YOUR ASSIGNMENT: Report each line of the records below that holds the word "StoryEvent".

MATERIAL FOR THE TASK:
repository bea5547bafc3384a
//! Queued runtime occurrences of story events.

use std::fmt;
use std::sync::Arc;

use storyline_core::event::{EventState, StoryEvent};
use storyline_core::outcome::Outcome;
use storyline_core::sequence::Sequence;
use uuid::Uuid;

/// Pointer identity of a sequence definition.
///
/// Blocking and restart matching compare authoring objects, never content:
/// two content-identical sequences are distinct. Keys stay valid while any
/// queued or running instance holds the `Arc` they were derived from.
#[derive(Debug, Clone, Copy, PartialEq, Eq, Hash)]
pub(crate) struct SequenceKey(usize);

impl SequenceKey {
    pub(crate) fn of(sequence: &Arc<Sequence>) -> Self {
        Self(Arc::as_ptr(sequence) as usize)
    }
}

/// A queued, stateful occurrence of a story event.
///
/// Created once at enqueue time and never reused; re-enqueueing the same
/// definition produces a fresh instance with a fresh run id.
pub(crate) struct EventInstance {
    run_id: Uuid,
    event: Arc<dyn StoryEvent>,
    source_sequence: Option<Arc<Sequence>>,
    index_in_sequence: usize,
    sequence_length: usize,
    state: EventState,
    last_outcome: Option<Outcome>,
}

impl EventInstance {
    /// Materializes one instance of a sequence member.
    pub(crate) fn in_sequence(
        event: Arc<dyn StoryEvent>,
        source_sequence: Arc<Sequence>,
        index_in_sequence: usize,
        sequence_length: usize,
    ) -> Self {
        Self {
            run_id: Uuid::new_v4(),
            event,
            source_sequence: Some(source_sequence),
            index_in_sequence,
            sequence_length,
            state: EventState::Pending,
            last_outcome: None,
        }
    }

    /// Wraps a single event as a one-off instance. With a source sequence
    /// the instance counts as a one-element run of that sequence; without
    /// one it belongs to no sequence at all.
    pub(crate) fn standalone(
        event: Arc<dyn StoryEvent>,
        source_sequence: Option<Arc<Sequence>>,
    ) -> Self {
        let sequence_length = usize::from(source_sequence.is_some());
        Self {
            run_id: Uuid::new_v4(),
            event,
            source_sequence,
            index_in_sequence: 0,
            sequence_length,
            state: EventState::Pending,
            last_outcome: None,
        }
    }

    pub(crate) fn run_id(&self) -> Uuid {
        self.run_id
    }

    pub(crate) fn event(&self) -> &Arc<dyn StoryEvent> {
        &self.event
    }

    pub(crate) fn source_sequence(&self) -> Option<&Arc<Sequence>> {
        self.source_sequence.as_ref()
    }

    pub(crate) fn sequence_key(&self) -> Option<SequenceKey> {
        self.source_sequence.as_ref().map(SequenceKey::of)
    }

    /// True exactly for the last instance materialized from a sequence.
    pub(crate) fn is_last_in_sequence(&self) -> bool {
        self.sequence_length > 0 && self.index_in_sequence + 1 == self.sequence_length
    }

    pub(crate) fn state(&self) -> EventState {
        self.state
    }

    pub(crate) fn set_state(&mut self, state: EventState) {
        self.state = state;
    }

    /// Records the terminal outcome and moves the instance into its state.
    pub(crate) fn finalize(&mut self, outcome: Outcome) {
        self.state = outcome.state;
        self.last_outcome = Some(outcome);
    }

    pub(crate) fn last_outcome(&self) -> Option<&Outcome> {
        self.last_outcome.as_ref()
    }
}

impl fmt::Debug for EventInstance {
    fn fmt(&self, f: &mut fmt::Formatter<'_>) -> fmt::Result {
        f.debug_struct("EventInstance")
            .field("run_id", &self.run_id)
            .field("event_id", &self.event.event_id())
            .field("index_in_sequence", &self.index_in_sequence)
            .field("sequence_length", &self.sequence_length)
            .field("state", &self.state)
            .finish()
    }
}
* * *
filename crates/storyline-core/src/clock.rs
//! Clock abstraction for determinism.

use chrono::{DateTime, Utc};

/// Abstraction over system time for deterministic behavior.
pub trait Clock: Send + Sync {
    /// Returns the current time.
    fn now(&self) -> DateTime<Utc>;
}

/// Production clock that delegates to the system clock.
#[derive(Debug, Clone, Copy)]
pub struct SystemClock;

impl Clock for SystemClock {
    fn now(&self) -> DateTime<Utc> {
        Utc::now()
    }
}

RESULT FOR THIS EXERCISE:
use storyline_core::event::{EventState, StoryEvent};
    event: Arc<dyn StoryEvent>,
        event: Arc<dyn StoryEvent>,
        event: Arc<dyn StoryEvent>,
    pub(crate) fn event(&self) -> &Arc<dyn StoryEvent> {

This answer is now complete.